The street-fashion scene outdoors the Spring 2020 menswear shows in Paris became a dinner party for the senses. Men took to the streets in formidable sports clothing and kilts. But there was one particular concern, captured by way of Vogue’s photographer Phil Oh, who stole the display: That’s Quin Lewis. Dressed in Thom Browne’s gingham shorts fit, he allowed the shortened silhouette to showcase his prosthetic leg, using style as a method for both body self-belief and empowerment. By day, Lewis—who’s 39 and resides in Washington, D.C.—is an overseas affairs official with the U.S. Department of State; by using nighttime, however, he calls himself a true “style enthusiast.
Last month, he headed to Paris to take in the Spring 2020 collections, something he does every season (in Milan as nicely). “Men’s Fashion Week in Paris is considered one of my favored instances of the 12 months, when I have the opportunity to put on my excellent appears of the season, view the trendy collections, and decide which tendencies I can include into my dresser for the 12 months in advance,” he says. His highlights from the Spring runways? “Virgil Abloh for Louis Vuitton continues to amaze me along with his contemporary take on suiting, presenting built-in harnesses and sculptural jackets, some with elegantly finished info at the again,” he says. “I’m going to have a field day with Thom Browne’s colorful seersucker fits the subsequent season.” He also cherished Dries Van Noten’s floral and leopard prints, and the indicates at Alexander McQueen, GmbH, and Alyx.
For Lewis, even though the street-style scene doors the suggests served as more significant than a casual photo op, it became a possibility to supply a message about fashion and body positivity. After losing his proper leg in a coincidence in 2005, Lewis observed energy heightening his fashion sense. “I’ve always had a passion for style….It became important for me to preserve pursuing these passions to the fullest quantity possible after the accident,” he says. “In this vein, becoming an amputee didn’t alternate my outlook on fashion; it made my paintings tougher to put together looks, which can be undeniably cool, despite the prosthetic.”

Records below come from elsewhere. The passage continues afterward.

// Copyright (c) 2024 Mike Tsao

//! Structs that hold configuration information about rendering. Intended to
//! be serialized.

use crate::{
    orchestration::{Renderer, WavExporter},
    prelude::*,
};
use derivative::Derivative;
use serde::{Deserialize, Serialize};
use std::path::{Path, PathBuf};

/// Everything about a render that isn't part of the cue sheet. Every field
/// is optional in the JSON form.
#[derive(Clone, Debug, Derivative, PartialEq, Serialize, Deserialize)]
#[derivative(Default)]
#[serde(rename_all = "kebab-case", default)]
pub struct RenderSettings {
    sample_rate: SampleRate,

    /// Fixes the noise sources so renders repeat exactly.
    seed: Option<u64>,

    #[derivative(Default(value = "WavExporter::DEFAULT_STEREO_DELAY"))]
    stereo_delay: Seconds,

    #[derivative(Default(value = "WavExporter::DEFAULT_OUTPUT_LEVEL"))]
    output_level: f64,

    #[derivative(Default(value = "PathBuf::from(RenderSettings::DEFAULT_OUTPUT_DIR)"))]
    output_dir: PathBuf,

    /// Frame rate of the motion tracks.
    #[derivative(Default(value = "30.0"))]
    fps: f64,
}
impl RenderSettings {
    /// Where soundtracks go unless told otherwise.
    pub const DEFAULT_OUTPUT_DIR: &'static str = "sns-videos";

    /// Parses and checks settings.
    pub fn load_from_json(json: &str) -> anyhow::Result<Self> {
        let settings = serde_json::from_str::<Self>(json)?;
        settings.validate()?;
        Ok(settings)
    }

    /// Reads settings from a JSON file.
    pub fn load(path: &Path) -> anyhow::Result<Self> {
        log::info!("Loading settings from {path:?}");
        let json = std::fs::read_to_string(path)
            .map_err(|e| anyhow::format_err!("Couldn't read {path:?}: {}", e))?;
        Self::load_from_json(&json)
            .map_err(|e| anyhow::format_err!("Couldn't parse {path:?}: {}", e))
    }

    /// Writes settings to a JSON file, creating parent directories.
    pub fn save(&self, path: &Path) -> anyhow::Result<()> {
        let json = serde_json::to_string_pretty(&self)
            .map_err(|_| anyhow::format_err!("Unable to serialize settings JSON"))?;
        if let Some(dir) = path.parent() {
            std::fs::create_dir_all(dir).map_err(|e| {
                anyhow::format_err!("Unable to create {path:?} parent directories: {}", e)
            })?;
        }
        std::fs::write(path, json)
            .map_err(|e| anyhow::format_err!("Unable to write {path:?}: {}", e))?;
        Ok(())
    }

    /// Rejects values that can't produce a sensible render.
    pub fn validate(&self) -> anyhow::Result<()> {
        if self.sample_rate.0 == 0 {
            return Err(anyhow::anyhow!("sample rate must be positive"));
        }
        if !self.stereo_delay.0.is_finite() || self.stereo_delay.0 < 0.0 {
            return Err(anyhow::anyhow!(
                "stereo delay {} must be zero or more",
                self.stereo_delay.0
            ));
        }
        if !(self.output_level > 0.0 && self.output_level <= i16::MAX as f64) {
            return Err(anyhow::anyhow!(
                "output level {} must be in (0, {}]",
                self.output_level,
                i16::MAX
            ));
        }
        crate::motion::validate_fps(self.fps)
    }

    /// The soundtrack file for the named video.
    pub fn output_path_for(&self, name: &str) -> PathBuf {
        self.output_dir.join(format!("{name}_bgm.wav"))
    }

    #[allow(missing_docs)]
    pub fn renderer(&self) -> Renderer {
        Renderer::new_with(self.sample_rate, self.seed)
    }

    #[allow(missing_docs)]
    pub fn exporter(&self) -> WavExporter {
        WavExporter::new_with(self.stereo_delay, self.output_level)
    }

    #[allow(missing_docs)]
    pub fn sample_rate(&self) -> SampleRate {
        self.sample_rate
    }

    #[allow(missing_docs)]
    pub fn set_sample_rate(&mut self, sample_rate: SampleRate) {
        self.sample_rate = sample_rate;
    }

    #[allow(missing_docs)]
    pub fn seed(&self) -> Option<u64> {
        self.seed
    }

    #[allow(missing_docs)]
    pub fn set_seed(&mut self, seed: Option<u64>) {
        self.seed = seed;
    }

    #[allow(missing_docs)]
    pub fn stereo_delay(&self) -> Seconds {
        self.stereo_delay
    }

    #[allow(missing_docs)]
    pub fn output_level(&self) -> f64 {
        self.output_level
    }

    #[allow(missing_docs)]
    pub fn output_dir(&self) -> &Path {
        &self.output_dir
    }

    #[allow(missing_docs)]
    pub fn set_output_dir(&mut self, output_dir: PathBuf) {
        self.output_dir = output_dir;
    }

    #[allow(missing_docs)]
    pub fn fps(&self) -> f64 {
        self.fps
    }

    #[allow(missing_docs)]
    pub fn set_fps(&mut self, fps: f64) {
        self.fps = fps;
    }
}

#[cfg(test)]
mod tests {
    use super::*;

    #[test]
    fn defaults() {
        let s = RenderSettings::default();
        assert_eq!(s.sample_rate(), SampleRate(44100));
        assert_eq!(s.seed(), None);
        assert_eq!(s.stereo_delay(), Seconds(0.0003));
        assert_eq!(s.output_level(), 30000.0);
        assert_eq!(s.output_dir(), Path::new("sns-videos"));
        assert_eq!(s.fps(), 30.0);
        assert!(s.validate().is_ok());
        assert_eq!(
            s.output_path_for("01_aruaru"),
            PathBuf::from("sns-videos/01_aruaru_bgm.wav")
        );
    }

    #[test]
    fn partial_json_keeps_defaults() {
        let s = RenderSettings::load_from_json(r#"{ "seed": 7, "output-dir": "out" }"#).unwrap();
        assert_eq!(s.seed(), Some(7));
        assert_eq!(s.output_dir(), Path::new("out"));
        assert_eq!(s.sample_rate(), SampleRate::DEFAULT);
        assert_eq!(s.fps(), 30.0);

        assert!(RenderSettings::load_from_json(r#"{ "fps": 0 }"#).is_err());
        assert!(RenderSettings::load_from_json(r#"{ "fps": 1e12 }"#).is_err());
        assert!(RenderSettings::load_from_json(r#"{ "output-level": 40000 }"#).is_err());
        assert!(RenderSettings::load_from_json(r#"{ "sample-rate": 0 }"#).is_err());
    }

    #[test]
    fn save_and_load() {
        let dir = tempfile::tempdir().unwrap();
        let path = dir.path().join("nested").join("settings.json");
        let mut s = RenderSettings::default();
        s.set_seed(Some(99));
        s.set_fps(60.0);
        s.save(&path).unwrap();
        assert_eq!(RenderSettings::load(&path).unwrap(), s);
        assert!(RenderSettings::load(&dir.path().join("missing.json")).is_err());
    }
}
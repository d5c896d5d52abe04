// Copyright (c) 2024 Mike Tsao

#![warn(missing_docs, unused_imports, unused_variables)]
#![allow(rustdoc::private_intra_doc_links)]

//! Reelsynth scores short vertical videos with procedurally synthesized
//! background music and sound effects.
//!
//! There are several ways to use it, depending on the level of control you
//! need.
//!
//! * *Easiest, but least control*: Describe each video with a [VideoCue] (or
//! use [CueSheet::builtin()]), render it with a [Renderer], and write it out
//! with a [WavExporter].
//! * *More control over the music*: Use a [Sequencer] with a
//! [BgmStyle](composition::BgmStyle), or place your own
//! [NoteEvent](composition::NoteEvent)s.
//! * *Maximum control, fewest batteries included*: Use the instruments and
//! effects in [cores] and the [Signal](elements::Signal) buffer directly.

/// A collection of imports that are useful to users of this crate. `use
/// reelsynth::prelude::*;` for easier onboarding.
pub mod prelude {
    pub use super::{
        composition::prelude::*, elements::prelude::*, orchestration::prelude::*,
        traits::prelude::*, types::prelude::*, util::prelude::*,
    };
}

// Fundamental structures that are important enough to re-export at top level.
pub use version::app_version;
pub use {
    composition::Sequencer,
    orchestration::{CueSheet, Renderer, VideoCue, WavExporter},
};

pub mod composition;
pub mod cores;
pub mod elements;
pub mod motion;
pub mod orchestration;
pub mod traits;
pub mod types;
pub mod util;

mod version;
// Copyright (c) 2024 Mike Tsao

//! Timing for the frame effects that accompany the soundtrack: white flashes
//! and screen shakes on cue, plus the easing curves used to animate text.
//! Nothing here draws; an external renderer consumes the numbers.

use crate::{orchestration::VideoCue, prelude::*};
use serde::{Deserialize, Serialize};
use std::path::Path;

/// How long a flash takes to fade out.
pub const FLASH_DURATION: Seconds = Seconds(0.08);
/// How far toward white a flash goes at its peak.
pub const FLASH_BLEND: f64 = 0.85;
/// How long a shake takes to settle.
pub const SHAKE_DECAY: Seconds = Seconds(0.15);
/// The highest frame rate we'll compute a track for.
pub const MAX_FPS: f64 = 240.0;

/// Checks that `fps` is a usable frame rate.
pub fn validate_fps(fps: f64) -> anyhow::Result<()> {
    if fps.is_finite() && fps > 0.0 && fps <= MAX_FPS {
        Ok(())
    } else {
        Err(anyhow::anyhow!("fps {fps} must be in (0, {MAX_FPS}]"))
    }
}

/// Cubic ease-out. The input is clamped to [0, 1].
pub fn ease_out(t: f64) -> f64 {
    let t = t.clamp(0.0, 1.0);
    1.0 - (1.0 - t).powi(3)
}

/// Ease-out that overshoots before settling.
pub fn ease_back(t: f64) -> f64 {
    const C: f64 = 2.5;
    let t = t.clamp(0.0, 1.0);
    1.0 + (C + 1.0) * (t - 1.0).powi(3) + C * (t - 1.0).powi(2)
}

/// A springy ease-out that rings around 1.0. Exactly 0 and 1 at the ends.
pub fn ease_elastic(t: f64) -> f64 {
    let t = t.clamp(0.0, 1.0);
    if t == 0.0 || t == 1.0 {
        return t;
    }
    2.0f64.powf(-13.0 * t) * ((t * 10.0 - 0.75) * 2.094).sin() + 1.0
}

#[allow(missing_docs)]
pub fn lerp(a: f64, b: f64, t: f64) -> f64 {
    a + (b - a) * t
}

/// The strongest flash active at time `t`, from 1.0 at a trigger fading
/// linearly to 0.0 after `duration`.
pub fn flash_intensity(t: Seconds, triggers: &[Seconds], duration: Seconds) -> f64 {
    triggers
        .iter()
        .map(|trigger| (t - *trigger).0)
        .filter(|dt| (0.0..duration.0).contains(dt))
        .fold(0.0, |intensity, dt| intensity.max(1.0 - dt / duration.0))
}

/// The frame's pixel displacement at time `t`. Overlapping shakes add up.
pub fn shake_offset(t: Seconds, triggers: &[Seconds], power: f64, decay: Seconds) -> (i32, i32) {
    triggers
        .iter()
        .map(|trigger| (t - *trigger).0)
        .filter(|dt| (0.0..decay.0).contains(dt))
        .fold((0, 0), |(dx, dy), dt| {
            let s = power * (1.0 - dt / decay.0);
            (
                dx + (s * (dt * 80.0).sin()) as i32,
                dy + (s * (dt * 65.0).cos()) as i32,
            )
        })
}

/// The effects on one video frame.
#[derive(Clone, Debug, PartialEq, Serialize, Deserialize)]
#[serde(rename_all = "kebab-case")]
pub struct MotionFrame {
    #[allow(missing_docs)]
    pub index: usize,
    #[allow(missing_docs)]
    pub time: Seconds,
    /// How far to blend the frame toward white, 0.0 to [FLASH_BLEND].
    pub flash: f64,
    #[allow(missing_docs)]
    pub shake_x: i32,
    #[allow(missing_docs)]
    pub shake_y: i32,
}

/// Per-frame flash and shake values for a whole video.
#[derive(Clone, Debug, PartialEq, Serialize, Deserialize)]
#[serde(rename_all = "kebab-case")]
pub struct MotionTrack {
    #[allow(missing_docs)]
    pub name: String,
    #[allow(missing_docs)]
    pub fps: f64,
    #[allow(missing_docs)]
    pub frames: Vec<MotionFrame>,
}
impl MotionTrack {
    /// Computes every frame of the video at `fps`.
    pub fn for_video(cue: &VideoCue, fps: f64) -> anyhow::Result<Self> {
        validate_fps(fps)?;
        let frame_count = (cue.duration.0 * fps).floor();
        let frame_count = if frame_count.is_finite() && frame_count > 0.0 {
            frame_count as usize
        } else {
            0
        };
        let frames = (0..frame_count)
            .map(|index| {
                let time = Seconds(index as f64 / fps);
                let (shake_x, shake_y) =
                    shake_offset(time, &cue.shakes, cue.shake_power, SHAKE_DECAY);
                MotionFrame {
                    index,
                    time,
                    flash: FLASH_BLEND * flash_intensity(time, &cue.flashes, FLASH_DURATION),
                    shake_x,
                    shake_y,
                }
            })
            .collect();
        Ok(Self {
            name: cue.name.clone(),
            fps,
            frames,
        })
    }

    /// Frames with a flash or a shake.
    pub fn active_frames(&self) -> impl Iterator<Item = &MotionFrame> {
        self.frames
            .iter()
            .filter(|f| f.flash > 0.0 || f.shake_x != 0 || f.shake_y != 0)
    }

    #[allow(missing_docs)]
    pub fn to_json(&self) -> anyhow::Result<String> {
        Ok(serde_json::to_string_pretty(self)?)
    }

    /// Writes the track as JSON.
    pub fn save(&self, path: &Path) -> anyhow::Result<()> {
        std::fs::write(path, self.to_json()?)
            .map_err(|e| anyhow::format_err!("Unable to write {path:?}: {}", e))
    }
}

#[cfg(test)]
mod tests {
    use super::*;
    use crate::orchestration::CueSheet;
    use float_cmp::approx_eq;
    use more_asserts::{assert_gt, assert_lt};

    #[test]
    fn easing_endpoints() {
        assert_eq!(ease_out(0.0), 0.0);
        assert_eq!(ease_out(1.0), 1.0);
        assert_eq!(ease_out(2.0), 1.0);
        assert_eq!(ease_out(-1.0), 0.0);
        assert!(approx_eq!(f64, ease_out(0.5), 0.875));

        assert_eq!(ease_back(0.0), 0.0);
        assert_eq!(ease_back(1.0), 1.0);
        assert_gt!(ease_back(0.8), 1.0, "should overshoot");

        assert_eq!(ease_elastic(0.0), 0.0);
        assert_eq!(ease_elastic(1.0), 1.0);
        assert_eq!(ease_elastic(5.0), 1.0);

        assert_eq!(lerp(10.0, 20.0, 0.25), 12.5);
    }

    #[test]
    fn flash_fades() {
        let triggers = [Seconds(1.0), Seconds(3.0)];
        assert_eq!(flash_intensity(Seconds(0.99), &triggers, FLASH_DURATION), 0.0);
        assert_eq!(flash_intensity(Seconds(1.0), &triggers, FLASH_DURATION), 1.0);
        assert!(approx_eq!(
            f64,
            flash_intensity(Seconds(1.04), &triggers, FLASH_DURATION),
            0.5,
            epsilon = 1e-9
        ));
        assert_eq!(flash_intensity(Seconds(1.08), &triggers, FLASH_DURATION), 0.0);
        assert_eq!(flash_intensity(Seconds(3.0), &triggers, FLASH_DURATION), 1.0);
        assert_eq!(flash_intensity(Seconds(3.0), &[], FLASH_DURATION), 0.0);
    }

    #[test]
    fn overlapping_flashes_take_the_max() {
        let triggers = [Seconds(1.0), Seconds(1.04)];
        assert_eq!(flash_intensity(Seconds(1.04), &triggers, FLASH_DURATION), 1.0);
    }

    #[test]
    fn shake_truncates_and_sums() {
        let triggers = [Seconds(0.0)];
        assert_eq!(shake_offset(Seconds(0.0), &triggers, 18.0, SHAKE_DECAY), (0, 18));
        let dt: f64 = 0.05;
        let s = 18.0 * (1.0 - dt / 0.15);
        let expected = (
            (s * (dt * 80.0).sin()) as i32,
            (s * (dt * 65.0).cos()) as i32,
        );
        assert_eq!(shake_offset(Seconds(dt), &triggers, 18.0, SHAKE_DECAY), expected);
        assert_eq!(shake_offset(Seconds(0.15), &triggers, 18.0, SHAKE_DECAY), (0, 0));

        let doubled = shake_offset(Seconds(0.0), &[Seconds(0.0), Seconds(0.0)], 18.0, SHAKE_DECAY);
        assert_eq!(doubled, (0, 36));
    }

    #[test]
    fn motion_track_for_builtin_video() {
        let sheet = CueSheet::builtin();
        let cue = sheet.find("03_5000yen").unwrap();
        let track = MotionTrack::for_video(cue, 30.0).unwrap();
        assert_eq!(track.frames.len(), 450);
        assert_eq!(track.frames[0].flash, FLASH_BLEND);
        assert_eq!(track.frames[30].time, Seconds(1.0));
        assert_eq!(track.frames[30].shake_y, 22, "power 22 at the trigger");
        assert_eq!(track.frames[3].flash, 0.0);

        let quiet = MotionTrack::for_video(sheet.find("08_calendar").unwrap(), 30.0).unwrap();
        assert_eq!(quiet.active_frames().count(), 0);
        assert_lt!(0, track.active_frames().count());
    }

    #[test]
    fn motion_track_json() {
        let sheet = CueSheet::builtin();
        let track = MotionTrack::for_video(sheet.find("04_best_time").unwrap(), 24.0).unwrap();
        assert_eq!(track.frames.len(), 432);
        let json = track.to_json().unwrap();
        assert!(json.contains("\"shake-x\""));
        let back: MotionTrack = serde_json::from_str(&json).unwrap();
        assert_eq!(back, track);

        // Frame times survive the trip to the renderer bit for bit.
        assert_eq!(back.frames[5].time, Seconds(5.0 / 24.0));
        assert_eq!(back.frames[5].time.0.to_bits(), (5.0f64 / 24.0).to_bits());
    }

    #[test]
    fn frame_rate_is_bounded() {
        let sheet = CueSheet::builtin();
        let cue = sheet.find("04_best_time").unwrap();
        assert!(MotionTrack::for_video(cue, 1e12).is_err());
        assert!(MotionTrack::for_video(cue, 0.0).is_err());
        assert!(MotionTrack::for_video(cue, f64::NAN).is_err());
        assert!(MotionTrack::for_video(cue, MAX_FPS).is_ok());
        assert!(validate_fps(MAX_FPS + 1.0).is_err());
    }
}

These days, Lewis describes his non-public fashion as “rooted in tailored menswear, with an exacting interest to element,” adding that his favorite, maximum-worn labels are Thom Browne, Louis Vuitton, and Dries Van Noten (all of which he wore in the course of Fashion Week). He keeps, “I, in particular, like ultra-luxe layered looks, which combine textures and formidable prints, paired with something surprising. I live for monochromatic ensembles and boldly revealed, suiting fabrics.
A top instance of his use of style for specific self-assurance is the Thom Browne suit he wore in Paris (the road-fashion photographers went wild for it). “I have constantly loved Thom Browne’s quick fits, and as soon as I attempted one on, I felt like I changed into imparting my most proper self,” he says. “It turned into the first time in 14 years that I wore shorts in public, and it became a high-quality enjoyment. The prosthetic leg tells a compelling tale of how blessed I am to be alive and capable of walking around with a smile.” From now on, Lewis hopes to include even new shorts into his dresser, adding, “I’m already taking into account wearing a kilt to the next Thom Browne display.